Source data:
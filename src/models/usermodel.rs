use chrono::prelude::*;
use serde::{Deserialize, Serialize};
use uuid::Uuid;

#[derive(Debug, Deserialize, Serialize, Clone, Copy, sqlx::Type, PartialEq)]
#[sqlx(type_name = "user_type", rename_all = "snake_case")]
#[serde(rename_all = "snake_case")]
pub enum UserType {
    Customer,
    Pro,
}

impl UserType {
    pub fn to_str(&self) -> &str {
        match self {
            UserType::Customer => "customer",
            UserType::Pro => "pro",
        }
    }
}

#[derive(Debug, Deserialize, Serialize, sqlx::FromRow, Clone)]
pub struct User {
    pub id: Uuid,
    pub name: String,
    pub email: String,
    pub password: String,
    pub user_type: UserType,
    pub bio: Option<String>,
    pub location: Option<String>,
    pub zip_code: Option<String>,

    // Pro-only fields
    pub skills: Option<Vec<String>>,
    pub hourly_rate_cents: Option<i64>,
    pub years_experience: Option<i32>,
    pub portfolio_images: Option<Vec<String>>,
    pub resume_url: Option<String>,

    pub created_at: Option<DateTime<Utc>>, // Database has DEFAULT NOW(), can be NULL
    pub updated_at: Option<DateTime<Utc>>, // Database has DEFAULT NOW(), can be NULL
}
use async_trait::async_trait;
use uuid::Uuid;

use super::db::DBClient;
use crate::{dtos::userdtos::UpdateProfileDto, models::usermodel::{User, UserType}};

const USER_COLUMNS: &str = r#"
    id, name, email, password, user_type, bio, location, zip_code,
    skills, hourly_rate_cents, years_experience, portfolio_images, resume_url,
    created_at, updated_at
"#;

#[async_trait]
pub trait UserExt {
    async fn get_user(
        &self,
        user_id: Option<Uuid>,
        email: Option<&str>,
    ) -> Result<Option<User>, sqlx::Error>;

    async fn save_user<T: Into<String> + Send>(
        &self,
        name: T,
        email: T,
        password: T,
        user_type: UserType,
    ) -> Result<User, sqlx::Error>;

    async fn update_profile(
        &self,
        user_id: Uuid,
        update: UpdateProfileDto,
    ) -> Result<User, sqlx::Error>;
}

#[async_trait]
impl UserExt for DBClient {
    async fn get_user(
        &self,
        user_id: Option<Uuid>,
        email: Option<&str>,
    ) -> Result<Option<User>, sqlx::Error> {
        let query = format!(
            "SELECT {USER_COLUMNS} FROM users WHERE ($1::uuid IS NULL OR id = $1) AND ($2::text IS NULL OR email = $2)"
        );

        sqlx::query_as::<_, User>(&query)
            .bind(user_id)
            .bind(email)
            .fetch_optional(&self.pool)
            .await
    }

    async fn save_user<T: Into<String> + Send>(
        &self,
        name: T,
        email: T,
        password: T,
        user_type: UserType,
    ) -> Result<User, sqlx::Error> {
        let query = format!(
            r#"
            INSERT INTO users (name, email, password, user_type)
            VALUES ($1, $2, $3, $4)
            RETURNING {USER_COLUMNS}
            "#
        );

        sqlx::query_as::<_, User>(&query)
            .bind(name.into())
            .bind(email.into())
            .bind(password.into())
            .bind(user_type)
            .fetch_one(&self.pool)
            .await
    }

    async fn update_profile(
        &self,
        user_id: Uuid,
        update: UpdateProfileDto,
    ) -> Result<User, sqlx::Error> {
        let query = format!(
            r#"
            UPDATE users
            SET name = COALESCE($2, name),
                bio = COALESCE($3, bio),
                location = COALESCE($4, location),
                zip_code = COALESCE($5, zip_code),
                skills = COALESCE($6, skills),
                hourly_rate_cents = COALESCE($7, hourly_rate_cents),
                years_experience = COALESCE($8, years_experience),
                portfolio_images = COALESCE($9, portfolio_images),
                resume_url = COALESCE($10, resume_url),
                updated_at = NOW()
            WHERE id = $1
            RETURNING {USER_COLUMNS}
            "#
        );

        sqlx::query_as::<_, User>(&query)
            .bind(user_id)
            .bind(update.name)
            .bind(update.bio)
            .bind(update.location)
            .bind(update.zip_code)
            .bind(update.skills)
            .bind(update.hourly_rate_cents)
            .bind(update.years_experience)
            .bind(update.portfolio_images)
            .bind(update.resume_url)
            .fetch_one(&self.pool)
            .await
    }
}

Task description: Your answer must consist of every line above, reproduced exactly.

Answer section:
filename src/models/usermodel.rs
use chrono::prelude::*;
use serde::{Deserialize, Serialize};
use uuid::Uuid;

#[derive(Debug, Deserialize, Serialize, Clone, Copy, sqlx::Type, PartialEq)]
#[sqlx(type_name = "user_type", rename_all = "snake_case")]
#[serde(rename_all = "snake_case")]
pub enum UserType {
    Customer,
    Pro,
}

impl UserType {
    pub fn to_str(&self) -> &str {
        match self {
            UserType::Customer => "customer",
            UserType::Pro => "pro",
        }
    }
}

#[derive(Debug, Deserialize, Serialize, sqlx::FromRow, Clone)]
pub struct User {
    pub id: Uuid,
    pub name: String,
    pub email: String,
    pub password: String,
    pub user_type: UserType,
    pub bio: Option<String>,
    pub location: Option<String>,
    pub zip_code: Option<String>,

    // Pro-only fields
    pub skills: Option<Vec<String>>,
    pub hourly_rate_cents: Option<i64>,
    pub years_experience: Option<i32>,
    pub portfolio_images: Option<Vec<String>>,
    pub resume_url: Option<String>,

    pub created_at: Option<DateTime<Utc>>, // Database has DEFAULT NOW(), can be NULL
    pub updated_at: Option<DateTime<Utc>>, // Database has DEFAULT NOW(), can be NULL
}
use async_trait::async_trait;
use uuid::Uuid;

use super::db::DBClient;
use crate::{dtos::userdtos::UpdateProfileDto, models::usermodel::{User, UserType}};

const USER_COLUMNS: &str = r#"
    id, name, email, password, user_type, bio, location, zip_code,
    skills, hourly_rate_cents, years_experience, portfolio_images, resume_url,
    created_at, updated_at
"#;

#[async_trait]
pub trait UserExt {
    async fn get_user(
        &self,
        user_id: Option<Uuid>,
        email: Option<&str>,
    ) -> Result<Option<User>, sqlx::Error>;

    async fn save_user<T: Into<String> + Send>(
        &self,
        name: T,
        email: T,
        password: T,
        user_type: UserType,
    ) -> Result<User, sqlx::Error>;

    async fn update_profile(
        &self,
        user_id: Uuid,
        update: UpdateProfileDto,
    ) -> Result<User, sqlx::Error>;
}

#[async_trait]
impl UserExt for DBClient {
    async fn get_user(
        &self,
        user_id: Option<Uuid>,
        email: Option<&str>,
    ) -> Result<Option<User>, sqlx::Error> {
        let query = format!(
            "SELECT {USER_COLUMNS} FROM users WHERE ($1::uuid IS NULL OR id = $1) AND ($2::text IS NULL OR email = $2)"
        );

        sqlx::query_as::<_, User>(&query)
            .bind(user_id)
            .bind(email)
            .fetch_optional(&self.pool)
            .await
    }

    async fn save_user<T: Into<String> + Send>(
        &self,
        name: T,
        email: T,
        password: T,
        user_type: UserType,
    ) -> Result<User, sqlx::Error> {
        let query = format!(
            r#"
            INSERT INTO users (name, email, password, user_type)
            VALUES ($1, $2, $3, $4)
            RETURNING {USER_COLUMNS}
            "#
        );

        sqlx::query_as::<_, User>(&query)
            .bind(name.into())
            .bind(email.into())
            .bind(password.into())
            .bind(user_type)
            .fetch_one(&self.pool)
            .await
    }

    async fn update_profile(
        &self,
        user_id: Uuid,
        update: UpdateProfileDto,
    ) -> Result<User, sqlx::Error> {
        let query = format!(
            r#"
            UPDATE users
            SET name = COALESCE($2, name),
                bio = COALESCE($3, bio),
                location = COALESCE($4, location),
                zip_code = COALESCE($5, zip_code),
                skills = COALESCE($6, skills),
                hourly_rate_cents = COALESCE($7, hourly_rate_cents),
                years_experience = COALESCE($8, years_experience),
                portfolio_images = COALESCE($9, portfolio_images),
                resume_url = COALESCE($10, resume_url),
                updated_at = NOW()
            WHERE id = $1
            RETURNING {USER_COLUMNS}
            "#
        );

        sqlx::query_as::<_, User>(&query)
            .bind(user_id)
            .bind(update.name)
            .bind(update.bio)
            .bind(update.location)
            .bind(update.zip_code)
            .bind(update.skills)
            .bind(update.hourly_rate_cents)
            .bind(update.years_experience)
            .bind(update.portfolio_images)
            .bind(update.resume_url)
            .fetch_one(&self.pool)
            .await
    }
}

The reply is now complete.